“Start spreading…” was all the hapless contestant managed to belt out before he was stopped in his tracks by the merciless Simon Cowell.
Yes, “American Idol” is back for its fifth season on Fox, and the Chicago tryouts, aired last week, were once again near-obligatory viewing for the younger set.
The “news,” evinced in the preliminary round, was that there are an awful lot of very untalented young people –many of them totally unaware of their lack of talent.
That’s where Cowell comes in: He’s doing a service that apparently few parents are willing, or able, to do for their kids. He, and to a lesser extent fellow judges, Paula Abdul and Randy Jackson, are unafraid to tell these celeb-obsessed, camera-crazed and/or self-absorbed kids that they are just not going to make it.
In some cases the implication — at least judging from the youngsters’ appearance onscreen — is that they may not even make it in life, let alone as singers.
That of course is part of the malicious-delicious fun of the series.

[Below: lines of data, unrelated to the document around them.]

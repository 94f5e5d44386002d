//! Registration key types.

use std::fmt;
use std::sync::Arc;

use crate::types::ServiceType;

/// Key for registration storage and lookup.
///
/// A key pairs the requested [`ServiceType`] with an optional name. The empty
/// name and `None` both denote the default registration, so `Key::new(t, Some(""))`
/// and `Key::default_of(t)` are the same key.
///
/// # Examples
///
/// ```rust
/// use ferrous_container::{Key, ServiceType};
///
/// let logger = ServiceType::interface("ILogger");
///
/// let default = Key::default_of(logger.clone());
/// assert!(default.is_default());
/// assert_eq!(default, Key::new(logger.clone(), Some("")));
///
/// let named = Key::named(logger, "console");
/// assert_eq!(named.name(), Some("console"));
/// assert_eq!(named.to_string(), "ILogger[console]");
/// ```
#[derive(Clone, PartialEq, Eq, Hash)]
pub struct Key {
    service: ServiceType,
    name: Option<Arc<str>>,
}

impl Key {
    pub fn new(service: ServiceType, name: Option<&str>) -> Self {
        let name = name.filter(|n| !n.is_empty()).map(Arc::from);
        Self { service, name }
    }

    /// Key for the default (unnamed) registration of `service`.
    pub fn default_of(service: ServiceType) -> Self {
        Self {
            service,
            name: None,
        }
    }

    pub fn named(service: ServiceType, name: &str) -> Self {
        Self::new(service, Some(name))
    }

    /// Key for the Rust type `T`, see [`ServiceType::of`].
    pub fn of<T: ?Sized + 'static>() -> Self {
        Self::default_of(ServiceType::of::<T>())
    }

    pub fn service(&self) -> &ServiceType {
        &self.service
    }

    /// Registration name, `None` for the default registration.
    pub fn name(&self) -> Option<&str> {
        self.name.as_deref()
    }

    pub fn is_default(&self) -> bool {
        self.name.is_none()
    }

    /// The type name, used in diagnostics.
    pub fn display_name(&self) -> &str {
        self.service.name()
    }

    /// Same name, different service type.
    pub fn with_service(&self, service: ServiceType) -> Self {
        Self {
            service,
            name: self.name.clone(),
        }
    }
}

impl fmt::Debug for Key {
    fn fmt(&self, f: &mut fmt::Formatter<'_>) -> fmt::Result {
        write!(f, "Key({})", self)
    }
}

impl fmt::Display for Key {
    fn fmt(&self, f: &mut fmt::Formatter<'_>) -> fmt::Result {
        match &self.name {
            Some(name) => write!(f, "{}[{}]", self.service, name),
            None => write!(f, "{}", self.service),
        }
    }
}
impl fmt::Debug for Container {
    fn fmt(&self, f: &mut fmt::Formatter<'_>) -> fmt::Result {
        f.debug_struct("Container")
            .field("id", &self.id())
            .field("mode", &self.mode())
            .field("registrations", &self.inner.local_len())
            .field("tracked", &self.inner.disposables.lock().len())
            .field("disposed", &self.is_disposed())
            .finish()
    }
}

But running through the show are other disquieting leitmotivs.
The “tough love” judgments of Cowell & Co. are to some extent what these contestants unconsciously crave, because parents seem to have given up every pretense of objectivity in regard to their kids. Not surprisingly, a number of the contestants came with their mothers in tow, or in some cases, it was actually the mother who had the kid in tow.

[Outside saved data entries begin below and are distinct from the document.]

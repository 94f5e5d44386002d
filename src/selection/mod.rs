//! Constructor and member selection.
//!
//! Selection runs while a registration is compiled. Its output is a list of
//! [`ParameterResolver`]s per constructor or member, so the build plan never
//! has to look at introspection data again.

use smallvec::SmallVec;

use crate::descriptors::{Arguments, ConstructorDescriptor, MethodDescriptor, ParameterDescriptor, PropertyDescriptor};
use crate::error::{DiError, DiResult};
use crate::key::Key;
use crate::provider::{BuildContext, Container};
use crate::registration::{AnyArc, AnyBox, InjectionParameter};
use crate::types::{ServiceType, TypeKind};

pub mod constructor;
pub mod member;

/// Whether the container can be expected to produce `key` without trying.
///
/// Concrete classes count as resolvable; they are built implicitly. Closed
/// generics count when their definition is the built-in enumerable or has a
/// registration. Interfaces, abstract classes, primitives, strings, enums,
/// delegates and arrays need a registration of their own.
///
/// The answer is optimistic: a concrete class may still fail to build once
/// its own dependencies are looked at.
pub fn is_resolvable(container: &Container, key: &Key) -> bool {
    let service = key.service();
    if service.is_constructible() {
        return true;
    }
    match service.kind() {
        TypeKind::Generic { definition, .. } => {
            *definition == ServiceType::enumerable_definition()
                || container.is_registered_key(&key.with_service(definition.clone()))
                || container.is_registered_key(key)
        }
        _ => container.is_registered_key(key),
    }
}

/// Where a parameter or member value comes from.
#[derive(Clone)]
pub enum ArgumentSource {
    /// Resolve `key` from the container, falling back to `default`
    Container { key: Key, default: Option<AnyArc> },
    /// Fixed value pinned at registration time
    Value(AnyArc),
}

/// Produces the value of one parameter or property at build time.
///
/// Lookup order: a resolve-time override matching the parameter name or
/// type, the pinned value, the container (when the dependency is resolvable),
/// the parameter default.
#[derive(Clone)]
pub struct ParameterResolver {
    parameter: String,
    service: ServiceType,
    source: ArgumentSource,
}

impl ParameterResolver {
    pub(crate) fn from_parameter(parameter: &ParameterDescriptor) -> Self {
        Self {
            parameter: parameter.name().to_string(),
            service: parameter.service().clone(),
            source: ArgumentSource::Container {
                key: parameter.key(),
                default: parameter.default_value().cloned(),
            },
        }
    }

    pub(crate) fn pinned(parameter: &ParameterDescriptor, injection: &InjectionParameter) -> Self {
        let source = match injection {
            InjectionParameter::Value(value) => ArgumentSource::Value(value.clone()),
            InjectionParameter::Resolve(key) => ArgumentSource::Container {
                key: key.clone(),
                default: parameter.default_value().cloned(),
            },
        };
        Self {
            parameter: parameter.name().to_string(),
            service: parameter.service().clone(),
            source,
        }
    }

    pub(crate) fn from_property(property: &PropertyDescriptor, injection: Option<&InjectionParameter>) -> Self {
        let source = match injection {
            Some(InjectionParameter::Value(value)) => ArgumentSource::Value(value.clone()),
            Some(InjectionParameter::Resolve(key)) => ArgumentSource::Container {
                key: key.clone(),
                default: None,
            },
            None => ArgumentSource::Container {
                key: property.key(),
                default: None,
            },
        };
        Self {
            parameter: property.name().to_string(),
            service: property.service().clone(),
            source,
        }
    }

    pub fn parameter(&self) -> &str {
        &self.parameter
    }

    pub fn service(&self) -> &ServiceType {
        &self.service
    }

    pub fn source(&self) -> &ArgumentSource {
        &self.source
    }

    pub(crate) fn resolve(&self, ctx: &BuildContext<'_>, target: &ServiceType) -> DiResult<AnyArc> {
        if let Some(value) = ctx.override_for(&self.parameter, &self.service) {
            return Ok(value.clone());
        }
        match &self.source {
            ArgumentSource::Value(value) => Ok(value.clone()),
            ArgumentSource::Container { key, default } => {
                if is_resolvable(ctx.container(), key) {
                    return ctx.resolve_key(key);
                }
                default.clone().ok_or_else(|| DiError::UnresolvedDependency {
                    target: target.to_string(),
                    parameter: self.parameter.clone(),
                    dependency: key.to_string(),
                })
            }
        }
    }
}

fn resolve_all(
    resolvers: &[ParameterResolver],
    ctx: &BuildContext<'_>,
    target: &ServiceType,
) -> DiResult<Arguments> {
    let values = resolvers
        .iter()
        .map(|r| r.resolve(ctx, target))
        .collect::<DiResult<SmallVec<[AnyArc; 4]>>>()?;
    Ok(Arguments::new(values))
}

/// A constructor chosen for a build type, with one resolver per parameter.
#[derive(Clone)]
pub struct SelectedConstructor {
    target: ServiceType,
    constructor: ConstructorDescriptor,
    resolvers: SmallVec<[ParameterResolver; 4]>,
}

impl SelectedConstructor {
    /// Every parameter resolved from the container.
    pub fn new(target: ServiceType, constructor: ConstructorDescriptor) -> Self {
        let resolvers = constructor
            .parameters()
            .iter()
            .map(ParameterResolver::from_parameter)
            .collect();
        Self {
            target,
            constructor,
            resolvers,
        }
    }

    /// Parameters supplied by the registration, matched by position.
    pub(crate) fn pinned(target: ServiceType, constructor: ConstructorDescriptor, pinned: &[InjectionParameter]) -> Self {
        let resolvers = constructor
            .parameters()
            .iter()
            .zip(pinned)
            .map(|(p, injection)| ParameterResolver::pinned(p, injection))
            .collect();
        Self {
            target,
            constructor,
            resolvers,
        }
    }

    pub fn target(&self) -> &ServiceType {
        &self.target
    }

    pub fn constructor(&self) -> &ConstructorDescriptor {
        &self.constructor
    }

    pub fn resolvers(&self) -> &[ParameterResolver] {
        &self.resolvers
    }

    pub(crate) fn resolve_arguments(&self, ctx: &BuildContext<'_>) -> DiResult<Arguments> {
        resolve_all(&self.resolvers, ctx, &self.target)
    }
}

impl std::fmt::Debug for SelectedConstructor {
    fn fmt(&self, f: &mut std::fmt::Formatter<'_>) -> std::fmt::Result {
        f.debug_struct("SelectedConstructor")
            .field("target", &self.target)
            .field("parameters", &self.resolvers.iter().map(|r| r.parameter()).collect::<Vec<_>>())
            .finish()
    }
}

/// Properties and methods injected after construction, in injection order.
#[derive(Clone, Default)]
pub struct SelectedMembers {
    properties: Vec<(PropertyDescriptor, ParameterResolver)>,
    methods: Vec<(MethodDescriptor, SmallVec<[ParameterResolver; 4]>)>,
}

impl SelectedMembers {
    pub fn is_empty(&self) -> bool {
        self.properties.is_empty() && self.methods.is_empty()
    }

    pub fn property_names(&self) -> Vec<&str> {
        self.properties.iter().map(|(p, _)| p.name()).collect()
    }

    pub fn method_names(&self) -> Vec<&str> {
        self.methods.iter().map(|(m, _)| m.name()).collect()
    }

    pub(crate) fn push_property(&mut self, property: PropertyDescriptor, resolver: ParameterResolver) {
        self.properties.push((property, resolver));
    }

    pub(crate) fn push_method(&mut self, method: MethodDescriptor, resolvers: SmallVec<[ParameterResolver; 4]>) {
        self.methods.push((method, resolvers));
    }

    /// Sets properties first, then calls methods.
    pub(crate) fn inject(&self, ctx: &BuildContext<'_>, target: &ServiceType, instance: &mut AnyBox) -> DiResult<()> {
        for (property, resolver) in &self.properties {
            let value = resolver.resolve(ctx, target)?;
            property.set(instance, value)?;
        }
        for (method, resolvers) in &self.methods {
            let args = resolve_all(resolvers, ctx, target)?;
            method.invoke(instance, &args)?;
        }
        Ok(())
    }
}

impl std::fmt::Debug for SelectedMembers {
    fn fmt(&self, f: &mut std::fmt::Formatter<'_>) -> std::fmt::Result {
        f.debug_struct("SelectedMembers")
            .field("properties", &self.property_names())
            .field("methods", &self.method_names())
            .finish()
    }
}
//! Internal implementation details.

pub(crate) mod circular;
pub(crate) mod dispose_bag;

pub(crate) use circular::StackGuard;
pub(crate) use dispose_bag::{aggregate, dispose_reverse, same_manager, DisposeBag, Tracked};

Cowell easily sussed it out.
Take one particularly spaced-out, inarticulate, and bizarrely tanned contestant, Chrystal Parizanski. Cowell not only cut the 16-year-old’s perf short but told her he wanted to meet her Mom. The mother was ushered onstage, looking almost as bizarre as the daughter. The finality of his dismissive “nice to meet you” said it all.
It’s certainly one of the factors that has made for massive tune-in, seeing “truths” getting told or inadvertently revealed, as well as witnessing the range of reactions to the judges’ put-downs.

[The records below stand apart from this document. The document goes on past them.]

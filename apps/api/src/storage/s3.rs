use std::time::Duration;

use async_trait::async_trait;
use aws_sdk_s3::presigning::PresigningConfig;
use aws_sdk_s3::primitives::ByteStream;
use aws_sdk_s3::types::ServerSideEncryption;
use aws_sdk_s3::Client;
use bytes::Bytes;
use tracing::info;

use super::{object_key, BlobStorage, StorageError, StoredObject};

pub struct S3BlobStorage {
    client: Client,
    bucket: String,
    endpoint: String,
}

impl S3BlobStorage {
    pub fn new(client: Client, bucket: String, endpoint: String) -> Self {
        Self {
            client,
            bucket,
            endpoint: endpoint.trim_end_matches('/').to_string(),
        }
    }

    fn public_url(&self, key: &str) -> String {
        format!("{}/{}/{}", self.endpoint, self.bucket, key)
    }
}

#[async_trait]
impl BlobStorage for S3BlobStorage {
    async fn put(
        &self,
        data: Bytes,
        content_type: &str,
        folder: &str,
        filename: &str,
    ) -> Result<StoredObject, StorageError> {
        let key = object_key(folder, filename);
        let size = data.len();

        self.client
            .put_object()
            .bucket(&self.bucket)
            .key(&key)
            .body(ByteStream::from(data))
            .content_type(content_type)
            .server_side_encryption(ServerSideEncryption::Aes256)
            .send()
            .await
            .map_err(|e| StorageError::S3(format!("upload failed: {e}")))?;

        info!("Uploaded {size} bytes to s3://{}/{}", self.bucket, key);
        Ok(StoredObject {
            url: self.public_url(&key),
            key,
        })
    }

    async fn get(&self, key: &str) -> Result<Bytes, StorageError> {
        let output = self
            .client
            .get_object()
            .bucket(&self.bucket)
            .key(key)
            .send()
            .await
            .map_err(|e| {
                let service = e.into_service_error();
                if service.is_no_such_key() {
                    StorageError::NotFound(key.to_string())
                } else {
                    StorageError::S3(format!("download failed: {service}"))
                }
            })?;

        let data = output
            .body
            .collect()
            .await
            .map_err(|e| StorageError::S3(format!("reading object body failed: {e}")))?;
        Ok(data.into_bytes())
    }

    async fn delete(&self, key: &str) -> Result<(), StorageError> {
        self.client
            .delete_object()
            .bucket(&self.bucket)
            .key(key)
            .send()
            .await
            .map_err(|e| StorageError::S3(format!("delete failed: {e}")))?;
        Ok(())
    }

    async fn signed_url(&self, key: &str, ttl: Duration) -> Result<String, StorageError> {
        let presigning = PresigningConfig::expires_in(ttl)
            .map_err(|e| StorageError::S3(format!("invalid presign ttl: {e}")))?;
        let request = self
            .client
            .get_object()
            .bucket(&self.bucket)
            .key(key)
            .presigned(presigning)
            .await
            .map_err(|e| StorageError::S3(format!("presign failed: {e}")))?;
        Ok(request.uri().to_string())
    }
}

A few contestants, like one young woman who in her spare time (from singing, we assume) herds cows, took the advice to continue with the cows with quiet dignity. A few others exited with offstage comments like “Kiss my a…” or “I’m better than Carrie Underwood. What do they know!”
We live in a “can-do” society, where practically no one has the gall to tell another they just aren’t good enough, and most of these kids have imbibed more false hopes than sodas.
Take David Radford, 17, who is seen singing “Dream a Little Dream of Me” with his friends in a parked car in some small town in smalltown America. And he says to camera that his mother is “one of the most talented singers I’ve ever heard.” Then we hear her. Her singing is as painful as his. Radford gets a thumbs-down from the judges.
The most disturbing element of the entire “Idol” phenom is that it illuminates (or inadvertently stimulates?) the fixation that so many youngsters have on a showbiz career.
Thirty years ago, kids wanted to be all sorts of things — doctors, lawyers, Indian chiefs, whatever; a few wanted to act or sing or write. Given the limited idols now hyped by the media (or worshiped by their parents), most kids now dream about “performing.”
And most of their energy is misplaced.